I protested strongly. “You don’t know my mind,” I said, clearly taking this all personally. They were associating me with American imperialism, and no amount of protestation would convince them I was not their enemy. That I was grounded in leftist politics, that my entire professional life I was engaged with non-native speakers of English, trying to give them a leg-up – with English as a second language as immigrants to the United States, or with English as a foreign language, as citizens of the world seeking one of the most important mechanisms to personal career advancement.
The view I was dealing with, I came to understand as the years went by, was a Japanese nationalist one in which languages and people are one and the same. If you speak French, you are French. And that means you are eat fois gras, you fancy yourself a superior lover, and you take a rational approach to life. If you speak American English you like to invade third world countries, bewail the (so-called) Rape of Nanking while ignoring the genocide of the American Indian, and expect the world to be more or less your oyster.
It seemed overwhelming at times. Teaching difficult students was a challenge I met every day. Some days were better than others, but it came with the territory. It was my job. Convincing colleagues that there was nothing to fear from the use of English was another matter. I would spend considerable time with people who needed persuading that English was a marvelous tool that could, in the right hands, work against the goals of the American military industrial complex they saw erroneously as part and parcel of the language.
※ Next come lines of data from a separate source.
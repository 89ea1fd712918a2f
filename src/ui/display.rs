// Copyright (c) 2026 Robert L. Snyder, Sierra Vista, AZ
// Licensed under the MIT License. See LICENSE file in the project root for details.

//! Display model derived from the scheduler's position.

use std::collections::VecDeque;

use crate::arrangement::Song;
use crate::sequencer::BeatPosition;

/// What the display shows for one beat
#[derive(Debug, Clone, PartialEq)]
pub struct DisplaySnapshot {
    /// Index of the current part
    pub part_index: usize,
    /// Name of the current part
    pub part_name: String,
    /// Absolute measure in the song (1-based)
    pub measure: u32,
    /// Measure within the current part (1-based)
    pub measure_in_part: u32,
    /// Length of the current part
    pub measures_in_part: u32,
    /// Beat within the measure (1-based)
    pub beat_in_measure: u32,
    /// Beats per measure
    pub beats_per_measure: u32,
    /// Name of the following part, if any
    pub next_part_name: Option<String>,
    /// Share of the song's beats played before this one
    pub fraction_of_song_complete: f64,
    /// Whether this beat is accented
    pub is_accent: bool,
}

/// A snapshot due on the display at an audio-clock time
#[derive(Debug, Clone, PartialEq)]
pub struct DisplayEvent {
    /// Audio-clock time the beat lands on
    pub at: f64,
    /// What to show
    pub snapshot: DisplaySnapshot,
}

/// Receives display updates from the scheduler.
///
/// Called from inside a scheduling pass, so implementations should only
/// record the update and return.
pub trait DisplaySink {
    /// A beat has been scheduled; show `event.snapshot` at `event.at`
    fn update_display(&mut self, event: DisplayEvent);

    /// Absolute measure of the beat just scheduled.
    ///
    /// This runs up to a lookahead ahead of what is heard. Sinks that show
    /// snapshots on the audio clock should draw progress from the released
    /// snapshot and treat this as the scheduling front.
    fn update_progress(&mut self, measure: u32);

    /// Playback stopped; reset the display
    fn clear(&mut self);

    /// The last beat of the song has been scheduled
    fn song_complete(&mut self);
}

/// Project a position onto a display snapshot; `None` once the song is over
pub fn project(position: &BeatPosition, song: &Song, beats_per_measure: u32) -> Option<DisplaySnapshot> {
    let part = song.part(position.part_index)?;

    let total = song.total_beats(beats_per_measure);
    let elapsed = position.measure.saturating_sub(1) as u64 * beats_per_measure as u64
        + position.beat.saturating_sub(1) as u64;
    let fraction = if total == 0 {
        1.0
    } else {
        (elapsed as f64 / total as f64).min(1.0)
    };

    Some(DisplaySnapshot {
        part_index: position.part_index,
        part_name: part.name.clone(),
        measure: position.measure,
        measure_in_part: part.local_measure(position.measure),
        measures_in_part: part.measures,
        beat_in_measure: position.beat,
        beats_per_measure,
        next_part_name: song.next_part(position.part_index).map(|p| p.name.clone()),
        fraction_of_song_complete: fraction,
        is_accent: position.is_accent(),
    })
}

/// Fill level of each part's progress segment at an absolute measure.
///
/// Parts already played are full, the current part is filled up to and
/// including the current measure, later parts are empty.
pub fn part_fill(song: &Song, measure: u32) -> Vec<f64> {
    song.parts()
        .iter()
        .map(|part| {
            if measure > part.end_measure {
                1.0
            } else if measure >= part.start_measure {
                part.local_measure(measure) as f64 / part.measures.max(1) as f64
            } else {
                0.0
            }
        })
        .collect()
}

/// Display events waiting for the audio clock to reach them
#[derive(Debug, Clone, Default)]
pub struct DisplayTimeline {
    pending: VecDeque<DisplayEvent>,
}

impl DisplayTimeline {
    /// Create an empty timeline
    pub fn new() -> Self {
        Self::default()
    }

    /// Queue an event, keeping the queue ordered by time
    pub fn push(&mut self, event: DisplayEvent) {
        match self.pending.back() {
            Some(last) if last.at > event.at => {
                let index = self.pending.partition_point(|e| e.at <= event.at);
                self.pending.insert(index, event);
            }
            _ => self.pending.push_back(event),
        }
    }

    /// Pop every event due by `now` and return the latest snapshot among them
    pub fn release(&mut self, now: f64) -> Option<DisplaySnapshot> {
        let mut latest = None;
        while self.pending.front().is_some_and(|e| e.at <= now) {
            latest = self.pending.pop_front().map(|e| e.snapshot);
        }
        latest
    }

    /// Time of the next pending event
    pub fn next_at(&self) -> Option<f64> {
        self.pending.front().map(|e| e.at)
    }

    /// Drop all pending events
    pub fn clear(&mut self) {
        self.pending.clear();
    }

    /// Number of pending events
    pub fn len(&self) -> usize {
        self.pending.len()
    }

    /// Check if nothing is pending
    pub fn is_empty(&self) -> bool {
        self.pending.is_empty()
    }
}

#[cfg(test)]
mod tests {
    use super::*;
    use crate::arrangement::SongPart;

    fn intro_verse() -> Song {
        Song::new(&[SongPart::new("Intro", 2), SongPart::new("Verse", 3)])
    }

    fn event(at: f64, beat: u32) -> DisplayEvent {
        let position = BeatPosition {
            part_index: 0,
            measure: 1,
            beat,
        };
        DisplayEvent {
            at,
            snapshot: project(&position, &intro_verse(), 4).unwrap(),
        }
    }

    #[test]
    fn test_project_first_beat() {
        let song = intro_verse();
        let snapshot = project(&BeatPosition::start(), &song, 4).unwrap();

        assert_eq!(snapshot.part_name, "Intro");
        assert_eq!(snapshot.measure_in_part, 1);
        assert_eq!(snapshot.measures_in_part, 2);
        assert_eq!(snapshot.beat_in_measure, 1);
        assert_eq!(snapshot.next_part_name.as_deref(), Some("Verse"));
        assert_eq!(snapshot.fraction_of_song_complete, 0.0);
        assert!(snapshot.is_accent);
    }

    #[test]
    fn test_project_last_part() {
        let song = intro_verse();
        let position = BeatPosition {
            part_index: 1,
            measure: 5,
            beat: 4,
        };
        let snapshot = project(&position, &song, 4).unwrap();

        assert_eq!(snapshot.part_name, "Verse");
        assert_eq!(snapshot.measure_in_part, 3);
        assert_eq!(snapshot.next_part_name, None);
        assert!(!snapshot.is_accent);
        // 19 of 20 beats played
        assert!((snapshot.fraction_of_song_complete - 0.95).abs() < 1e-12);
    }

    #[test]
    fn test_project_terminal_is_none() {
        let song = intro_verse();
        let position = BeatPosition {
            part_index: 2,
            measure: 6,
            beat: 1,
        };
        assert!(project(&position, &song, 4).is_none());
    }

    #[test]
    fn test_project_is_idempotent() {
        let song = intro_verse();
        let position = BeatPosition {
            part_index: 1,
            measure: 4,
            beat: 2,
        };
        assert_eq!(project(&position, &song, 4), project(&position, &song, 4));
    }

    #[test]
    fn test_part_fill() {
        let song = intro_verse();
        assert_eq!(part_fill(&song, 0), vec![0.0, 0.0]);
        assert_eq!(part_fill(&song, 1), vec![0.5, 0.0]);
        assert_eq!(part_fill(&song, 2), vec![1.0, 0.0]);

        let fill = part_fill(&song, 4);
        assert_eq!(fill[0], 1.0);
        assert!((fill[1] - 2.0 / 3.0).abs() < 1e-12);

        assert_eq!(part_fill(&song, 6), vec![1.0, 1.0]);
    }

    #[test]
    fn test_timeline_releases_due_events() {
        let mut timeline = DisplayTimeline::new();
        timeline.push(event(1.0, 1));
        timeline.push(event(1.5, 2));
        timeline.push(event(2.0, 3));

        assert!(timeline.release(0.9).is_none());
        assert_eq!(timeline.release(1.0).map(|s| s.beat_in_measure), Some(1));

        // A late frame skips straight to the newest due beat
        assert_eq!(timeline.release(2.2).map(|s| s.beat_in_measure), Some(3));
        assert!(timeline.is_empty());
    }

    #[test]
    fn test_timeline_orders_events() {
        let mut timeline = DisplayTimeline::new();
        timeline.push(event(2.0, 3));
        timeline.push(event(1.0, 1));
        timeline.push(event(1.5, 2));

        assert_eq!(timeline.len(), 3);
        assert_eq!(timeline.next_at(), Some(1.0));
        assert_eq!(timeline.release(1.6).map(|s| s.beat_in_measure), Some(2));

        timeline.clear();
        assert!(timeline.next_at().is_none());
    }
}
Ironically, one of these people (there were not many, fortunately) got wind of the fact that I was using Martin Luther King’s I Have a Dream speech in one of my classes. “That is not your area of expertise,” he said to me, clearly confusing the color of my skin for my politics in his one-nation, one-language world view - in this case his assumption that I would have, of necessity, to be opposed to the goals of MLK.
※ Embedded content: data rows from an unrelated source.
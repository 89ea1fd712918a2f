// Copyright (c) 2026 Robert L. Snyder, Sierra Vista, AZ
// Licensed under the MIT License. See LICENSE file in the project root for details.

//! Engine settings loaded from `metronome.toml`.
//!
//! These tune the scheduler and the audio output; they are not part of a
//! profile and do not change between songs.

use std::fs;
use std::path::{Path, PathBuf};
use std::time::Duration;

use anyhow::{Context, Result};
use serde::{Deserialize, Serialize};

use super::ConfigError;
use crate::audio::AudioConfig;
use crate::sequencer::SchedulerConfig;
use crate::timing::MAX_TEMPO;

/// Default settings file name, looked up in the working directory
pub const SETTINGS_FILE: &str = "metronome.toml";

/// Scheduler and audio tuning
#[derive(Debug, Clone, Serialize, Deserialize, PartialEq)]
pub struct EngineSettings {
    /// How far ahead of the audio clock beats are dispatched
    #[serde(default = "default_lookahead_ms")]
    pub lookahead_ms: u32,
    /// Period of the scheduler wake-up timer
    #[serde(default = "default_wake_interval_ms")]
    pub wake_interval_ms: u32,
    /// Delay between start and the first beat
    #[serde(default = "default_lead_in_ms")]
    pub lead_in_ms: u32,
    /// Output sample rate in Hz
    #[serde(default = "default_sample_rate")]
    pub sample_rate: u32,
    /// Output buffer size in frames
    #[serde(default = "default_buffer_size")]
    pub buffer_size: u32,
    /// Directory holding the built-in `accent.wav` and `normal.wav`
    #[serde(default = "default_sounds_dir")]
    pub sounds_dir: PathBuf,
}

fn default_lookahead_ms() -> u32 {
    250
}
fn default_wake_interval_ms() -> u32 {
    25
}
fn default_lead_in_ms() -> u32 {
    50
}
fn default_sample_rate() -> u32 {
    44100
}
fn default_buffer_size() -> u32 {
    512
}
fn default_sounds_dir() -> PathBuf {
    PathBuf::from("sounds")
}

impl Default for EngineSettings {
    fn default() -> Self {
        Self {
            lookahead_ms: default_lookahead_ms(),
            wake_interval_ms: default_wake_interval_ms(),
            lead_in_ms: default_lead_in_ms(),
            sample_rate: default_sample_rate(),
            buffer_size: default_buffer_size(),
            sounds_dir: default_sounds_dir(),
        }
    }
}

impl EngineSettings {
    /// Load settings from a TOML file
    pub fn load<P: AsRef<Path>>(path: P) -> Result<Self> {
        let contents = fs::read_to_string(path.as_ref())
            .with_context(|| format!("Failed to read settings file: {:?}", path.as_ref()))?;
        Self::from_toml(&contents)
    }

    /// Load settings if the file exists, defaults otherwise
    pub fn load_or_default<P: AsRef<Path>>(path: P) -> Result<Self> {
        if path.as_ref().exists() {
            Self::load(path)
        } else {
            Ok(Self::default())
        }
    }

    /// Parse and validate settings from a TOML string
    pub fn from_toml(contents: &str) -> Result<Self> {
        let settings: Self = toml::from_str(contents).context("Failed to parse settings TOML")?;
        settings.validate()?;
        Ok(settings)
    }

    /// Serialize to TOML string
    pub fn to_toml(&self) -> Result<String> {
        toml::to_string(self).context("Failed to serialize settings to TOML")
    }

    /// Check the timing constraints the scheduler relies on.
    ///
    /// The wake-up period must be shorter than the fastest beat so no beat
    /// window is skipped. The lookahead must cover one wake-up plus one
    /// fastest beat, so a wake-up that stalls for up to a whole beat still
    /// dispatches its clicks before they are due.
    pub fn validate(&self) -> Result<(), ConfigError> {
        let fastest_beat_ms = 60_000 / MAX_TEMPO;
        if self.wake_interval_ms == 0 || self.wake_interval_ms >= fastest_beat_ms {
            return Err(ConfigError::InvalidConfig(format!(
                "wake interval must be between 1 and {} ms",
                fastest_beat_ms - 1
            )));
        }
        let min_lookahead_ms = self.wake_interval_ms + fastest_beat_ms;
        if self.lookahead_ms < min_lookahead_ms {
            return Err(ConfigError::InvalidConfig(format!(
                "lookahead ({} ms) must be at least the wake interval plus one beat at {} BPM ({} ms)",
                self.lookahead_ms, MAX_TEMPO, min_lookahead_ms
            )));
        }
        if self.sample_rate == 0 || self.buffer_size == 0 {
            return Err(ConfigError::InvalidConfig(
                "sample rate and buffer size must be positive".to_string(),
            ));
        }
        Ok(())
    }

    /// Wake-up timer period
    pub fn wake_interval(&self) -> Duration {
        Duration::from_millis(self.wake_interval_ms as u64)
    }

    /// Scheduler tuning derived from these settings
    pub fn scheduler_config(&self) -> SchedulerConfig {
        SchedulerConfig {
            lookahead_ms: self.lookahead_ms,
            lead_in_ms: self.lead_in_ms,
        }
    }

    /// Audio output configuration derived from these settings
    pub fn audio_config(&self) -> AudioConfig {
        AudioConfig {
            sample_rate: self.sample_rate,
            buffer_size: self.buffer_size,
            ..AudioConfig::default()
        }
    }
}

#[cfg(test)]
mod tests {
    use super::*;
    use tempfile::tempdir;

    #[test]
    fn test_defaults_are_valid() {
        let settings = EngineSettings::default();
        assert!(settings.validate().is_ok());
        assert_eq!(settings.wake_interval(), Duration::from_millis(25));
        assert_eq!(settings.scheduler_config().lookahead_ms, 250);
    }

    #[test]
    fn test_partial_toml() {
        let settings = EngineSettings::from_toml("lookahead_ms = 300\nsample_rate = 48000\n").unwrap();
        assert_eq!(settings.lookahead_ms, 300);
        assert_eq!(settings.sample_rate, 48000);
        assert_eq!(settings.wake_interval_ms, 25);
        assert_eq!(settings.audio_config().sample_rate, 48000);
    }

    #[test]
    fn test_wake_interval_must_beat_fastest_tempo() {
        // 300 BPM is a 200ms beat
        assert!(EngineSettings::from_toml("wake_interval_ms = 200\nlookahead_ms = 400").is_err());
        assert!(EngineSettings::from_toml("wake_interval_ms = 0").is_err());
        assert!(EngineSettings::from_toml("wake_interval_ms = 199\nlookahead_ms = 400").is_ok());
    }

    #[test]
    fn test_lookahead_must_cover_wake_and_fastest_beat() {
        // 50ms wake-up plus a 200ms beat
        assert!(EngineSettings::from_toml("wake_interval_ms = 50\nlookahead_ms = 249").is_err());
        assert!(EngineSettings::from_toml("wake_interval_ms = 50\nlookahead_ms = 250").is_ok());

        // 100ms is too short next to the 25ms default wake-up
        let short = EngineSettings {
            lookahead_ms: 100,
            ..Default::default()
        };
        assert!(matches!(short.validate(), Err(ConfigError::InvalidConfig(_))));
    }

    #[test]
    fn test_load_or_default() {
        let dir = tempdir().unwrap();
        let path = dir.path().join(SETTINGS_FILE);

        let settings = EngineSettings::load_or_default(&path).unwrap();
        assert_eq!(settings, EngineSettings::default());

        let custom = EngineSettings {
            lead_in_ms: 80,
            ..Default::default()
        };
        fs::write(&path, custom.to_toml().unwrap()).unwrap();
        assert_eq!(EngineSettings::load_or_default(&path).unwrap(), custom);
    }
}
Oh, but it is, I insisted. I am an American. And the English language filtered through the experience of the African-American churches is one of the richest pieces of my American language and cultural heritage.
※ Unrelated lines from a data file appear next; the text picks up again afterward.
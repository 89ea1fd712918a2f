// Copyright (c) 2026 Robert L. Snyder, Sierra Vista, AZ
// Licensed under the MIT License. See LICENSE file in the project root for details.

//! Sample-accurate click mixer run inside the output callback.
//!
//! The renderer owns the frame counter that [`StreamClock`] reads, so a
//! click stamped `at` seconds starts exactly at frame `at * sample_rate`.
//!
//! [`StreamClock`]: crate::timing::StreamClock

use std::sync::atomic::{AtomicU64, Ordering};
use std::sync::mpsc::{Receiver, SyncSender};
use std::sync::Arc;

use super::sounds::{Samples, SoundBank};
use super::AudioCommand;

/// A click placed on the frame timeline
#[derive(Debug, Clone)]
struct ScheduledClick {
    start: u64,
    samples: Samples,
}

impl ScheduledClick {
    fn end(&self) -> u64 {
        self.start + self.samples.len() as u64
    }
}

/// Click mixer fed by an `AudioCommand` channel
pub struct ClickRenderer {
    bank: Box<SoundBank>,
    commands: Receiver<AudioCommand>,
    retired: Option<SyncSender<Box<SoundBank>>>,
    frames: Arc<AtomicU64>,
    clicks: Vec<ScheduledClick>,
    dropped: u64,
}

impl ClickRenderer {
    /// Create a renderer advancing the given frame counter
    pub fn new(bank: SoundBank, commands: Receiver<AudioCommand>, frames: Arc<AtomicU64>) -> Self {
        Self {
            bank: Box::new(bank),
            commands,
            retired: None,
            frames,
            clicks: Vec::with_capacity(64),
            dropped: 0,
        }
    }

    /// Hand replaced sound banks back over `retired` instead of freeing
    /// them inside the callback
    pub fn with_retired(mut self, retired: SyncSender<Box<SoundBank>>) -> Self {
        self.retired = Some(retired);
        self
    }

    /// Fill an interleaved buffer and advance the clock by its length
    pub fn render(&mut self, buffer: &mut [f32], channels: usize) {
        self.drain_commands();

        let channels = channels.max(1);
        let frame_count = buffer.len() / channels;
        let block_start = self.frames.load(Ordering::Acquire);
        let block_end = block_start + frame_count as u64;

        for click in &self.clicks {
            if click.start >= block_end || click.end() <= block_start {
                continue;
            }
            let first = click.start.max(block_start);
            let last = click.end().min(block_end);
            for frame in first..last {
                let sample = click.samples[(frame - click.start) as usize];
                let offset = (frame - block_start) as usize * channels;
                for out in &mut buffer[offset..offset + channels] {
                    *out = (*out + sample).clamp(-1.0, 1.0);
                }
            }
        }

        self.clicks.retain(|click| click.end() > block_end);
        self.frames.store(block_end, Ordering::Release);
    }

    fn drain_commands(&mut self) {
        while let Ok(command) = self.commands.try_recv() {
            self.apply(command);
        }
    }

    fn apply(&mut self, command: AudioCommand) {
        let now = self.frames.load(Ordering::Acquire);
        match command {
            AudioCommand::Play(request) => {
                let start = self.frame_at(request.at);
                if start < now {
                    self.dropped += 1;
                    return;
                }
                let samples = self.bank.sample(request.accent, request.sound);
                self.clicks.push(ScheduledClick { start, samples });
            }
            AudioCommand::CancelAfter(at) => {
                let cutoff = self.frame_at(at).max(now);
                self.clicks.retain(|click| click.start <= cutoff);
            }
            AudioCommand::SetBank(bank) => {
                let old = std::mem::replace(&mut self.bank, bank);
                if let Some(retired) = &self.retired {
                    // A full or closed channel hands the bank back and it is freed here
                    let _ = retired.try_send(old);
                }
            }
        }
    }

    fn frame_at(&self, seconds: f64) -> u64 {
        (seconds.max(0.0) * self.bank.sample_rate() as f64).round() as u64
    }

    /// Clicks waiting to start or still sounding
    pub fn pending(&self) -> usize {
        self.clicks.len()
    }

    /// Clicks that arrived after their start frame
    pub fn dropped(&self) -> u64 {
        self.dropped
    }

    /// Frames rendered so far
    pub fn frames(&self) -> u64 {
        self.frames.load(Ordering::Acquire)
    }
}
I might have said the same for what the Irish, the Scots and the Welsh – and the Indians as well as the Americans - have made of English, given their history of struggle against an invading or colonial oppressor, an idea which came to mind once again this week with the death of Irish poet and Nobel Prize Winner Seamus Heaney.
But that idea really came home, just now, when I heard and felt the influence of Martin Luther King on a young man named Phillip Agnew. He was supposed to speak at the Lincoln Memorial last Wednesday at the 50th Anniversary celebration of the March on Washington, but got cut. He titled his speech Two Minutes.
I don’t know how long this link will work. For now, the story is available on Chris Hayes' program, All In, here.
Or you can go directly to YouTube and get it here.
See what you can do when you don't let a little thing like getting cut off stop you. When you take advantage of the fact that this is 2013 and we are in the age of YouTube and the Internet (capital letter intentional).
Bill Moyers had John Lewis on his program recently, talking about how he had to cut out some of the “revolutionary” rhetoric to fit the occasion of the March. Looking back, he still thinks it was the right choice.
That view, that we have to move slowly, was put forward by the same Martin Luther King who insisted that justice delayed is justice denied. I leave it to others to figure out how to balance the conflicting goals of justice now and not wanting to go off half-cocked. And I take comfort in the fact that young people are still able to step up and keep the pressure on.
In any case, there is no denying that language can be mesmerizing, beautiful, and powerful all at the same time. In the hands of some, it is an instrument of oppression. But it works just as well as the language of dreams.